| Input data |
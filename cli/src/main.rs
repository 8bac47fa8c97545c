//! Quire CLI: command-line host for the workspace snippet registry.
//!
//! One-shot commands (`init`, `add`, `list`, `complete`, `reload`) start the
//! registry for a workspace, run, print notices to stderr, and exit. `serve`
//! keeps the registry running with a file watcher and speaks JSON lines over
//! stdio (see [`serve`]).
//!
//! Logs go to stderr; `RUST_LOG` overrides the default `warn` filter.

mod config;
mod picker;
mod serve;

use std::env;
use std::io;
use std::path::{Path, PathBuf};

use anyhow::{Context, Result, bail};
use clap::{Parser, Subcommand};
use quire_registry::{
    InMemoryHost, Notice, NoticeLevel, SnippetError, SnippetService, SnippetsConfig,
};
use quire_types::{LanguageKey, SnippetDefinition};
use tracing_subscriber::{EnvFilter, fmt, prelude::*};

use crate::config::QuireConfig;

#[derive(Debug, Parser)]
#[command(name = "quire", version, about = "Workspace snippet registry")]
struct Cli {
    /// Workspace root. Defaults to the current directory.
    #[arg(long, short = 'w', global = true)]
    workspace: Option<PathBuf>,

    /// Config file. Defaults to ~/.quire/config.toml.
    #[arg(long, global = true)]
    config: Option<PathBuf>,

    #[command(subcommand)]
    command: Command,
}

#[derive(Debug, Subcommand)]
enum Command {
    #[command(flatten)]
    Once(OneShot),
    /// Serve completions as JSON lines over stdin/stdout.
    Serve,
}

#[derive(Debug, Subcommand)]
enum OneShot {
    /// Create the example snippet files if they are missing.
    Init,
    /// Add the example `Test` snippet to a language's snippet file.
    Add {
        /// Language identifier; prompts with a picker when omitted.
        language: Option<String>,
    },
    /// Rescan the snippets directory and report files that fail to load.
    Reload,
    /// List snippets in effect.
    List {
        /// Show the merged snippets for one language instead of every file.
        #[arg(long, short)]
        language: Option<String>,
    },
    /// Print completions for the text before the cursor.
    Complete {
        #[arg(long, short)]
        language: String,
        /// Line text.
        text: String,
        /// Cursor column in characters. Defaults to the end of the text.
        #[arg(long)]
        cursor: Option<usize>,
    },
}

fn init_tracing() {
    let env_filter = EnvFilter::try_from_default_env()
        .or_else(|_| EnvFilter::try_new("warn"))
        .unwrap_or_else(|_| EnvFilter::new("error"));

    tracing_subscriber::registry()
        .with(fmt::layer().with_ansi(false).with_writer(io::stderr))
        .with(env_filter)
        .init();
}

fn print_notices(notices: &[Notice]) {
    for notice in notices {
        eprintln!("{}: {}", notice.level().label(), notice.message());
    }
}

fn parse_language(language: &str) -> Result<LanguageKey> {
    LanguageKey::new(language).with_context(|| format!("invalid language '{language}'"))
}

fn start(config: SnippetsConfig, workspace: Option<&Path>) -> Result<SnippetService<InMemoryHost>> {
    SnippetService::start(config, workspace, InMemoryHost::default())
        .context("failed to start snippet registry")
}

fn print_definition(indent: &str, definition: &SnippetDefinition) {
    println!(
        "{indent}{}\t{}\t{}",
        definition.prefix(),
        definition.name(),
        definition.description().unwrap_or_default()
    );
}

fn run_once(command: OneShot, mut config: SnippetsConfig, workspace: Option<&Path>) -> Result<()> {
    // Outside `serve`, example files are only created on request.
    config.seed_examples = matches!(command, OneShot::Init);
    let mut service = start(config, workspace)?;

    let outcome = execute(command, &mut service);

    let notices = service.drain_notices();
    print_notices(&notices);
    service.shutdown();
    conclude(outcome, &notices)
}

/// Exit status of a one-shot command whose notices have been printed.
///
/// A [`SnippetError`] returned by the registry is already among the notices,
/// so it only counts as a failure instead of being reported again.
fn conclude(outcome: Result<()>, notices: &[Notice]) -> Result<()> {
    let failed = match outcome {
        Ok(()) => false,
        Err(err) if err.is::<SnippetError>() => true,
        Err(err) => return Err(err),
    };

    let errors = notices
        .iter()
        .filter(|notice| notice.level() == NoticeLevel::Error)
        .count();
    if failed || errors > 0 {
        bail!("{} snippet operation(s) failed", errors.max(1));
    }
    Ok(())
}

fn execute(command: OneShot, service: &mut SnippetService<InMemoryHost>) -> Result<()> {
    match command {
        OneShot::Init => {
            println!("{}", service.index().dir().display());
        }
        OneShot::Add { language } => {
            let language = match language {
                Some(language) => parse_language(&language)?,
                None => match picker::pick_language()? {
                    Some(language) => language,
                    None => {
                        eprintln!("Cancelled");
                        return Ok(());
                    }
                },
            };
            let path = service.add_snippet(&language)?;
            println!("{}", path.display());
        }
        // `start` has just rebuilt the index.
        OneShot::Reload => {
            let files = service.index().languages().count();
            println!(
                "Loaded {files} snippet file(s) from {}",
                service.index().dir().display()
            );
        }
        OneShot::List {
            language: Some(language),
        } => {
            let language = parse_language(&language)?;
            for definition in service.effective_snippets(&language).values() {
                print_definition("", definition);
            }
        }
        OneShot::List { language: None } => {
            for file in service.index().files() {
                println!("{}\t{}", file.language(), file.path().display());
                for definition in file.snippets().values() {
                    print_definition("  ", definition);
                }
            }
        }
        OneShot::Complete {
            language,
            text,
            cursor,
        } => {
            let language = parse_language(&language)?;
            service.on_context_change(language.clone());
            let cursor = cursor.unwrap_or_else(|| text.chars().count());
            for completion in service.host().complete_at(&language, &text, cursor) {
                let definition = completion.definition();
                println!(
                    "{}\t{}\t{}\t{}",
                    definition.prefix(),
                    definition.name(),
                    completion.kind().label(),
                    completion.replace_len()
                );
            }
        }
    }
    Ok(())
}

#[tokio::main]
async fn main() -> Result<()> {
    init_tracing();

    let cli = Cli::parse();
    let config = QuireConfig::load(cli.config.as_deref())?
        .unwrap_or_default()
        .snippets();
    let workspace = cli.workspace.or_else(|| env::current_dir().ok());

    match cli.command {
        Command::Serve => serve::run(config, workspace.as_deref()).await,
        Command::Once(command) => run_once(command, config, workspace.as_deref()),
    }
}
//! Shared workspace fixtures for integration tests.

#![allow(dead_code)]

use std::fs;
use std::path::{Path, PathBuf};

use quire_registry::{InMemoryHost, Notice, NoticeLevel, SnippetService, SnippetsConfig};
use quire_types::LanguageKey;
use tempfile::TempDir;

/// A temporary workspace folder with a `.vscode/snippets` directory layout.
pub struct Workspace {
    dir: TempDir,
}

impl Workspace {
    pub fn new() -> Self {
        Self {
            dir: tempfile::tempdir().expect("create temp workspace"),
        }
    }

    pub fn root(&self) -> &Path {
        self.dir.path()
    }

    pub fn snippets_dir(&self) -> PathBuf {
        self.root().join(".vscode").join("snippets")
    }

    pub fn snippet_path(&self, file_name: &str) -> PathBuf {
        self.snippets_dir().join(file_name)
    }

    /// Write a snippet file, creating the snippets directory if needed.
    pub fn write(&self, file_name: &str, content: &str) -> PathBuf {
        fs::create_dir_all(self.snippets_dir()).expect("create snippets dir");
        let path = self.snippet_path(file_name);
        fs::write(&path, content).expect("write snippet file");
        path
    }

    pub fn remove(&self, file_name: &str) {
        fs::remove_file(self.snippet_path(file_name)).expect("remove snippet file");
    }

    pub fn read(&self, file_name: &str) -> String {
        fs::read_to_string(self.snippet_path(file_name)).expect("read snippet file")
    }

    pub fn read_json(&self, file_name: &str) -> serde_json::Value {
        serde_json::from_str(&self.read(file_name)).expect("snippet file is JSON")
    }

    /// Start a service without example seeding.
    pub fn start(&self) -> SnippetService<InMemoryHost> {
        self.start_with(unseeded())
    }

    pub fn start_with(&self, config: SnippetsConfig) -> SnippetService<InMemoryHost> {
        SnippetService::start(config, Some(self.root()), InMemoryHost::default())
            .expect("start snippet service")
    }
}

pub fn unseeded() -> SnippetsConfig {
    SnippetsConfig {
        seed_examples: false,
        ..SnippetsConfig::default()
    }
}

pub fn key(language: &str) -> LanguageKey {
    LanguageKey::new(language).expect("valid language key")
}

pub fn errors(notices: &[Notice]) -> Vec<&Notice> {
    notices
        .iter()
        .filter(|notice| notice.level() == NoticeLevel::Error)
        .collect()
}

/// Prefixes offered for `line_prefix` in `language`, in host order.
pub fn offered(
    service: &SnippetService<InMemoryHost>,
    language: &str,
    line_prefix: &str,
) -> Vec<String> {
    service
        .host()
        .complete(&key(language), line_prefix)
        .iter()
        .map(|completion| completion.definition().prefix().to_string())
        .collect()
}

...

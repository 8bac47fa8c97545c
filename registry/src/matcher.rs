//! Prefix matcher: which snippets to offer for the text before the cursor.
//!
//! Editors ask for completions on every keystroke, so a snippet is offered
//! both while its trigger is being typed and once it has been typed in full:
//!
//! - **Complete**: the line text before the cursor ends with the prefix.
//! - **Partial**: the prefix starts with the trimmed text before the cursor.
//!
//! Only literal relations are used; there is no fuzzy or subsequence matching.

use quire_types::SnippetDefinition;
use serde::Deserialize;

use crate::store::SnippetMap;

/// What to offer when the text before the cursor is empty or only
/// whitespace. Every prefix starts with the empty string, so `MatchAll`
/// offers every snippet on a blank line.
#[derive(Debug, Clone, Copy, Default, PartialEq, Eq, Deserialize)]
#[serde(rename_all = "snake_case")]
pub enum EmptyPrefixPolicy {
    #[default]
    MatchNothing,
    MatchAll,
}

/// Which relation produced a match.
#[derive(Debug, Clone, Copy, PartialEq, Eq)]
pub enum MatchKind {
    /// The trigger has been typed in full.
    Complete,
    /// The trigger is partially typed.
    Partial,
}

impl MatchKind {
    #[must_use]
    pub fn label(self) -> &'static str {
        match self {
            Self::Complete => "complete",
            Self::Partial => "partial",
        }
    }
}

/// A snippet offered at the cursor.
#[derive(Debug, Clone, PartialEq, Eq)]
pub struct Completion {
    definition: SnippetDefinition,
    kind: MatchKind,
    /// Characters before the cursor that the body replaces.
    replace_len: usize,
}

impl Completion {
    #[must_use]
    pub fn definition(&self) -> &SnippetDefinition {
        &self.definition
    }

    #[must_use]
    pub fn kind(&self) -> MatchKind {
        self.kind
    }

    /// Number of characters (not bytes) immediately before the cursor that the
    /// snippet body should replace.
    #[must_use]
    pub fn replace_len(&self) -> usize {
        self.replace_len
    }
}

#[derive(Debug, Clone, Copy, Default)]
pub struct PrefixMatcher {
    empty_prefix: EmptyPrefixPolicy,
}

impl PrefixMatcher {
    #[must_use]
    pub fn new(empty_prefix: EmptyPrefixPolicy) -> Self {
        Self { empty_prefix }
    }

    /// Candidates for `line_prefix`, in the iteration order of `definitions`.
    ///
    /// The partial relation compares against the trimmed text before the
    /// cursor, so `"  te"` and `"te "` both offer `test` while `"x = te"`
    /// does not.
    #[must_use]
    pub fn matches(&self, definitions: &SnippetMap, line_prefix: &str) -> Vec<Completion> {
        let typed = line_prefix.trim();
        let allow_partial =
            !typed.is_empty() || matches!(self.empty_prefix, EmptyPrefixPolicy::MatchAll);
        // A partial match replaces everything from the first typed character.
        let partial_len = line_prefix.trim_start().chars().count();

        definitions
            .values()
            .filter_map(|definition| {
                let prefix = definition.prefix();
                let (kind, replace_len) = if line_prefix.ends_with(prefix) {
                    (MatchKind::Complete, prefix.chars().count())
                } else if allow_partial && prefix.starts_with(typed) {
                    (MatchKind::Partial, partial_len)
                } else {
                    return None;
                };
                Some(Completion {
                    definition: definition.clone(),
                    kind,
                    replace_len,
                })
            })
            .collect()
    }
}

| To do |
If a line of the data above contains "PartialEq", copy it out.

| Result of the task |
#[derive(Debug, Clone, Copy, Default, PartialEq, Eq, Deserialize)]
#[derive(Debug, Clone, Copy, PartialEq, Eq)]
#[derive(Debug, Clone, PartialEq, Eq)]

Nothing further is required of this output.